The expected output is each line in the data below that includes the string "PrivateKeySigner".

═════ Data to examine ═════

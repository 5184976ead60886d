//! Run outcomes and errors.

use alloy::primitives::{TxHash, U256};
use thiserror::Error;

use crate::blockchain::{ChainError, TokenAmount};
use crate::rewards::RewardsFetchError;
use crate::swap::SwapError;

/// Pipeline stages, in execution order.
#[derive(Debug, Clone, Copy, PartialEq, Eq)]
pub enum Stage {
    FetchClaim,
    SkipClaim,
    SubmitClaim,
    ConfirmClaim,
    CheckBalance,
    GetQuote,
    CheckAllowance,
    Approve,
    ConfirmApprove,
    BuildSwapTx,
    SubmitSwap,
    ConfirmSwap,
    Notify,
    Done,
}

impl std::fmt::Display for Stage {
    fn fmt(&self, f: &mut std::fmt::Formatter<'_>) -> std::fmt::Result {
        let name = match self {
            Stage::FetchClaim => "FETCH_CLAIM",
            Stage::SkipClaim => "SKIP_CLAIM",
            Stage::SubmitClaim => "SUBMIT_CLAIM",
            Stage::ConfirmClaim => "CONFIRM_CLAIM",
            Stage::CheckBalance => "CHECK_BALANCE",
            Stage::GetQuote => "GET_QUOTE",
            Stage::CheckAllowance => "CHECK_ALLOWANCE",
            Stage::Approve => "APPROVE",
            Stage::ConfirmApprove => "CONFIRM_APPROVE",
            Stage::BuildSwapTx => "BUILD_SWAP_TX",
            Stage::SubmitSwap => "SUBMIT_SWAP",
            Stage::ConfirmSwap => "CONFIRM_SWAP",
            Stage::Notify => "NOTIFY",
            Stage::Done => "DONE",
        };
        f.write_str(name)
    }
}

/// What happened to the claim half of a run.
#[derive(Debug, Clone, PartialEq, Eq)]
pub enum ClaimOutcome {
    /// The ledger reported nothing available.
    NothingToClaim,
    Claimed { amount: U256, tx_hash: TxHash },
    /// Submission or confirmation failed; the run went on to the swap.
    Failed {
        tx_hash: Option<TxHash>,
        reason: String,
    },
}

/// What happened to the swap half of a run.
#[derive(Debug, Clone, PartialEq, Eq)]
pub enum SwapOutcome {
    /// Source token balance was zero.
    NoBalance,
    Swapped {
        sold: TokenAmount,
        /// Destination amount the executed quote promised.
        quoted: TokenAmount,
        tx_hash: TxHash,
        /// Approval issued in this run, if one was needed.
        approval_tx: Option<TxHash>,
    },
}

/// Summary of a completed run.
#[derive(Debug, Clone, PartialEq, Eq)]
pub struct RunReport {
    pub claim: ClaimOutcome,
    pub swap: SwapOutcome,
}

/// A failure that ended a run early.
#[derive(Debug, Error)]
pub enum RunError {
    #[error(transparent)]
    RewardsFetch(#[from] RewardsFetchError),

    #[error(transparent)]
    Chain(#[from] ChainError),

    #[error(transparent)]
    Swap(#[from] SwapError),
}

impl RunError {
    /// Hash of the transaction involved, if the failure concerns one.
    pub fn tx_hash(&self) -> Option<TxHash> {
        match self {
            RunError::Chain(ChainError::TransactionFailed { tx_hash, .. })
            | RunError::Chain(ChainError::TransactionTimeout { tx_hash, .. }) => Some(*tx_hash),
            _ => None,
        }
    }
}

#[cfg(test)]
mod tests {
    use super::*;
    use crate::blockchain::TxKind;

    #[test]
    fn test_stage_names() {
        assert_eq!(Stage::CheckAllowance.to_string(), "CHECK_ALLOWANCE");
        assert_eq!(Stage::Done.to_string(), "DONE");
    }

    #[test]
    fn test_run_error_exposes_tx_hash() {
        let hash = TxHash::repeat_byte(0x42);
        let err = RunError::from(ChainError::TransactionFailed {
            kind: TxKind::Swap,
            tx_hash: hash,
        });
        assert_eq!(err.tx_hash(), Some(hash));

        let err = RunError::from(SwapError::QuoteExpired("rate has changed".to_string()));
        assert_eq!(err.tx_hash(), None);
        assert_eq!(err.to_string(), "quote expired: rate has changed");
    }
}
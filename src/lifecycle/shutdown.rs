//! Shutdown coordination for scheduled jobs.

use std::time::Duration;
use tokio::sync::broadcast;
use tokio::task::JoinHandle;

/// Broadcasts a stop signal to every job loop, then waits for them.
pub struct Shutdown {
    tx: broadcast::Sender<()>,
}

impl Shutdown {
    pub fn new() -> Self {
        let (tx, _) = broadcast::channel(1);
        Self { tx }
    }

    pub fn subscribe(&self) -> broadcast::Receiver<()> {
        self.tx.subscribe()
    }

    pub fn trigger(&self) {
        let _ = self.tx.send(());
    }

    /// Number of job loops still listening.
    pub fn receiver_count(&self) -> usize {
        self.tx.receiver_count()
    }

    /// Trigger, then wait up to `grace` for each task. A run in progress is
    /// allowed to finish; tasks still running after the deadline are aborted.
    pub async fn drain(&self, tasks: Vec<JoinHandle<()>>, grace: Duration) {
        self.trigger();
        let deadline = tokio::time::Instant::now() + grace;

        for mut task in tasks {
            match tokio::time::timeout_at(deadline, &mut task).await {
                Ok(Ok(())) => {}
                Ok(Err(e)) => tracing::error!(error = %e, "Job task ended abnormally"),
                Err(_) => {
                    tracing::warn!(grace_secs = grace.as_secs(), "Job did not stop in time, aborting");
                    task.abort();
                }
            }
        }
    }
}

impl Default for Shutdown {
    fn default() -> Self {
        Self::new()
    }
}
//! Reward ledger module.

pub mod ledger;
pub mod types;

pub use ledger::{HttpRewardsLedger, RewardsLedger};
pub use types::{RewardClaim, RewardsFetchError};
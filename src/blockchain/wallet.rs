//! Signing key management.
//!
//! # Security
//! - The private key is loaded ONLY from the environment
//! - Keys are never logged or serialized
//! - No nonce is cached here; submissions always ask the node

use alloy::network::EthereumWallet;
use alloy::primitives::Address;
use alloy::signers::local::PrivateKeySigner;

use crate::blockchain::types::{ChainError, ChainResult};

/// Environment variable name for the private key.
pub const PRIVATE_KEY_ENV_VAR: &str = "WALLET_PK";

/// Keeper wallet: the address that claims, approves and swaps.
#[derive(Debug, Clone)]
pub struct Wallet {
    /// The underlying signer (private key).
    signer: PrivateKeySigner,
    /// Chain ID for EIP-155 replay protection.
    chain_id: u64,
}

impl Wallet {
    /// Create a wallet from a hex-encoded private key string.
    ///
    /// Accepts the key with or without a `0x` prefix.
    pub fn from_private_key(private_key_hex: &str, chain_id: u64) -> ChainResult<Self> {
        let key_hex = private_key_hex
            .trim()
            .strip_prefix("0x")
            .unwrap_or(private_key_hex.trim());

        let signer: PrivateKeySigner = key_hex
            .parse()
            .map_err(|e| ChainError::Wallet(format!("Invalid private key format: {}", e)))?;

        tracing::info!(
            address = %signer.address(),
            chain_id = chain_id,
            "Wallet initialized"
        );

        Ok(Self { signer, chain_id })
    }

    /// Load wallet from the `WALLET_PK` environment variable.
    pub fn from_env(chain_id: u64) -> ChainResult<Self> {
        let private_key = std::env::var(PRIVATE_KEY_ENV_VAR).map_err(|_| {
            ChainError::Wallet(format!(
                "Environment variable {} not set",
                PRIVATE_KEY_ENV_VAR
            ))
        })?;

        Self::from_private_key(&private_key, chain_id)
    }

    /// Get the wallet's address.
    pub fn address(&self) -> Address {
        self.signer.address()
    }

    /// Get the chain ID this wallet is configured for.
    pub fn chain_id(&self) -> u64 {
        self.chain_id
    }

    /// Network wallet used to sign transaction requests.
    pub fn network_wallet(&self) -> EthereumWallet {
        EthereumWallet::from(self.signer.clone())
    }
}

═════

• [Answer to this task]:
use alloy::signers::local::PrivateKeySigner;
    signer: PrivateKeySigner,
        let signer: PrivateKeySigner = key_hex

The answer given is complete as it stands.